Stored data:
↓
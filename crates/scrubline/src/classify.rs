//! Line classification for the mixed input dump.
//!
//! One input stream interleaves three sources: `ceph osd tree` output,
//! `ceph pg dump` output, and per-OSD daemon log excerpts. The classifier
//! owns one precompiled pattern per recognized line shape and tries them in
//! a fixed priority order; the shapes are mutually exclusive, so the first
//! match wins. Daemon-log payloads get a second round of sub-classification
//! for scrub completions and slow-request diagnostics.

use chrono::{Duration, NaiveDateTime};
use regex::Regex;

use crate::error::{AnalyzeError, AnalyzeResult};
use crate::event::ScrubKind;
use crate::pg::{parse_osd_set, PgStatusLine};

const TSTAMP: &str = r"\d{4}-\d{2}-\d{2} \d{2}:\d{2}:\d{2}";

/// One daemon-log line, header parsed, payload not yet sub-classified.
#[derive(Debug, Clone, PartialEq, Eq)]
pub struct OsdLogLine {
    /// OSD that emitted the line.
    pub osd: u32,
    /// Timestamp, microsecond precision.
    pub time: NaiveDateTime,
    /// Severity/channel token, e.g. `INF` or `WRN`.
    pub severity: String,
    /// Free-text payload after the channel marker.
    pub payload: String,
}

/// Result of classifying one input line.
#[derive(Debug, Clone, PartialEq, Eq)]
pub enum LineRecord {
    /// A daemon-log line; payload still needs [`LineClassifier::classify_payload`].
    OsdLog(OsdLogLine),
    /// A `pg dump` status line.
    PgStatus(PgStatusLine),
    /// An `osd tree` host line: enters a host subtree.
    TreeHost {
        /// Declared host name.
        host: String,
    },
    /// An `osd tree` OSD line: binds an OSD to the current host.
    TreeOsd {
        /// Declared OSD id.
        osd: u32,
    },
    /// A per-OSD utilization line from the dump's statistics section.
    OsdStats {
        /// OSD id.
        osd: u32,
        /// Used kilobytes.
        kb_used: u64,
    },
    /// No recognized shape matched.
    Unrecognized,
}

/// Inner shape of a slow-request explanation.
#[derive(Debug, Clone, PartialEq, Eq)]
pub enum SlowExplanation {
    /// A client op waiting or progressing.
    OsdOp,
    /// A replication sub-op.
    OsdSubOp,
    /// A replication sub-op reply.
    OsdSubOpReply,
    /// None of the known op shapes matched; carried for diagnostics.
    Unrecognized(String),
}

/// Result of sub-classifying a daemon-log payload.
#[derive(Debug, Clone, PartialEq)]
pub enum PayloadRecord {
    /// `<pgid> (scrub|deep-scrub) ok` — a scrub completion.
    ScrubOk {
        /// Placement group that finished scrubbing.
        pgid: String,
        /// Shallow or deep.
        kind: ScrubKind,
    },
    /// `slow request ... received at <ts>: <explanation>` — never an event.
    SlowRequest {
        /// Age of the request in seconds when logged.
        age_secs: f64,
        /// When the slow request was originally received.
        received: NaiveDateTime,
        /// Parsed inner shape.
        explanation: SlowExplanation,
    },
    /// `<n> slow requests, <m> included below; ...` — absorbed.
    SlowSummary,
}

/// Classifier holding every pattern, compiled once at construction.
#[derive(Debug)]
pub struct LineClassifier {
    osd_log: Regex,
    pg_status: Regex,
    tree_host: Regex,
    tree_osd: Regex,
    osd_stats: Regex,
    scrub_ok: Regex,
    slow_request: Regex,
    slow_osd_op: Regex,
    slow_sub_op: Regex,
    slow_sub_op_reply: Regex,
    slow_summary: Regex,
}

fn pattern(re: &str) -> Regex {
    Regex::new(re).expect("line pattern must compile")
}

fn parse_num<T>(s: &str, what: &str) -> AnalyzeResult<T>
where
    T: std::str::FromStr,
{
    s.parse::<T>()
        .map_err(|_| AnalyzeError::parse(format!("bad {} '{}'", what, s)))
}

/// Parses a `YYYY-MM-DD HH:MM:SS` base plus a microsecond suffix.
pub fn parse_timestamp(ymdhms: &str, usec: &str) -> AnalyzeResult<NaiveDateTime> {
    let base = NaiveDateTime::parse_from_str(ymdhms, "%Y-%m-%d %H:%M:%S")
        .map_err(|e| AnalyzeError::parse(format!("bad timestamp '{}': {}", ymdhms, e)))?;
    let micros: i64 = parse_num(usec, "microsecond field")?;
    Ok(base + Duration::microseconds(micros))
}

impl LineClassifier {
    /// Compiles the full pattern set.
    pub fn new() -> Self {
        Self {
            osd_log: pattern(&format!(
                r"^ */var/log/ceph/ceph-osd\.(?P<osd>\d+)\.log(?:\.\d+(?:\.gz)?)?:(?P<ts>{TS})\.(?P<usec>\d+)\s+(?P<hex>[0-9a-f]+)\s+0 log \[(?P<sev>[^\]]*)\] : (?P<payload>.*)$",
                TS = TSTAMP
            )),
            pg_status: pattern(&format!(
                r"^(?P<pgid>[0-9a-f]+\.[0-9a-f]+)\t\d+\t\d+\t\d+\t(?P<objects>\d+)\t(?P<bytes>\d+)\t\d+\t\d+\t(?P<state>\S+)\t{TS}\.\d+\t\d+'\d+\t\d+:\d+\t\[(?P<up>[0-9,]*)\]\t(?P<up_primary>\d+)\t\[(?P<acting>[0-9,]*)\]\t(?P<acting_primary>\d+)\t\d+'\d+\t{TS}\.\d+\t\d+'\d+\t{TS}\.\d+$",
                TS = TSTAMP
            )),
            tree_host: pattern(r"^-\d+\t\d+\.\d+\t\thost (?P<host>.*)$"),
            tree_osd: pattern(r"^(?P<osd>\d+)\t\d+\.\d+\t\t\tosd\.\d+\tup\t1\t$"),
            osd_stats: pattern(
                r"^(?P<osd>\d+)\t(?P<kb_used>\d+)\t\d+\t\d+\t\[[0-9,]*\]\t\[[0-9,]*\]$",
            ),
            scrub_ok: pattern(r"^(?P<pgid>.*) (?P<kind>deep-scrub|scrub) ok$"),
            slow_request: pattern(&format!(
                r"^slow request (?P<age>[0-9.]+) seconds old, received at (?P<ts>{TS})\.(?P<usec>\d+): (?P<explanation>.*)$",
                TS = TSTAMP
            )),
            slow_osd_op: pattern(
                r"^osd_op\(.*\) v4 currently (?:waiting for (?:subops from [0-9,]+|scrub|degraded object)|started|reached pg|no flag points reached|commit sent)",
            ),
            slow_sub_op: pattern(
                r"^osd_sub_op\(.*\) v11 currently (?:commit sent|no flag points reached|started)",
            ),
            slow_sub_op_reply: pattern(r"^osd_sub_op_reply\(.*\) v2 currently no flag points reached"),
            slow_summary: pattern(
                r"^\d+ slow requests, \d+ included below; oldest blocked for > [0-9.]+ secs",
            ),
        }
    }

    /// Tries every line shape in priority order and parses the first match.
    ///
    /// Returns [`LineRecord::Unrecognized`] when nothing matches; that is
    /// not an error at this layer.
    pub fn classify(&self, line: &str) -> AnalyzeResult<LineRecord> {
        if let Some(caps) = self.osd_log.captures(line) {
            return Ok(LineRecord::OsdLog(OsdLogLine {
                osd: parse_num(&caps["osd"], "OSD id")?,
                time: parse_timestamp(&caps["ts"], &caps["usec"])?,
                severity: caps["sev"].to_string(),
                payload: caps["payload"].to_string(),
            }));
        }
        if let Some(caps) = self.pg_status.captures(line) {
            return Ok(LineRecord::PgStatus(PgStatusLine {
                pgid: caps["pgid"].to_string(),
                objects: parse_num(&caps["objects"], "object count")?,
                bytes: parse_num(&caps["bytes"], "byte count")?,
                state: caps["state"].to_string(),
                up: parse_osd_set(&caps["up"])?,
                up_primary: parse_num(&caps["up_primary"], "up primary")?,
                acting: parse_osd_set(&caps["acting"])?,
                acting_primary: parse_num(&caps["acting_primary"], "acting primary")?,
            }));
        }
        if let Some(caps) = self.tree_host.captures(line) {
            return Ok(LineRecord::TreeHost {
                host: caps["host"].to_string(),
            });
        }
        if let Some(caps) = self.tree_osd.captures(line) {
            return Ok(LineRecord::TreeOsd {
                osd: parse_num(&caps["osd"], "OSD id")?,
            });
        }
        if let Some(caps) = self.osd_stats.captures(line) {
            return Ok(LineRecord::OsdStats {
                osd: parse_num(&caps["osd"], "OSD id")?,
                kb_used: parse_num(&caps["kb_used"], "used-kilobyte count")?,
            });
        }
        Ok(LineRecord::Unrecognized)
    }

    /// Sub-classifies a daemon-log payload.
    ///
    /// Unlike whole-line classification, a payload matching no shape is a
    /// fatal parse error: the line already identified itself as a daemon-log
    /// line, so an unknown payload means an unhandled log form.
    pub fn classify_payload(&self, payload: &str) -> AnalyzeResult<PayloadRecord> {
        if let Some(caps) = self.scrub_ok.captures(payload) {
            return Ok(PayloadRecord::ScrubOk {
                pgid: caps["pgid"].to_string(),
                kind: ScrubKind::parse(&caps["kind"])?,
            });
        }
        if let Some(caps) = self.slow_request.captures(payload) {
            let explanation = &caps["explanation"];
            let explanation = if self.slow_osd_op.is_match(explanation) {
                SlowExplanation::OsdOp
            } else if self.slow_sub_op.is_match(explanation) {
                SlowExplanation::OsdSubOp
            } else if self.slow_sub_op_reply.is_match(explanation) {
                SlowExplanation::OsdSubOpReply
            } else {
                SlowExplanation::Unrecognized(explanation.to_string())
            };
            return Ok(PayloadRecord::SlowRequest {
                age_secs: parse_num(&caps["age"], "request age")?,
                received: parse_timestamp(&caps["ts"], &caps["usec"])?,
                explanation,
            });
        }
        if self.slow_summary.is_match(payload) {
            return Ok(PayloadRecord::SlowSummary);
        }
        Err(AnalyzeError::parse(format!(
            "unrecognized OSD log payload: \"{}\"",
            payload
        )))
    }
}

impl Default for LineClassifier {
    fn default() -> Self {
        Self::new()
    }
}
↑
◆ Task statement: The string "dump" may appear in the entries. Say how many lines contain it, as a bare number.

◆ Written response: 4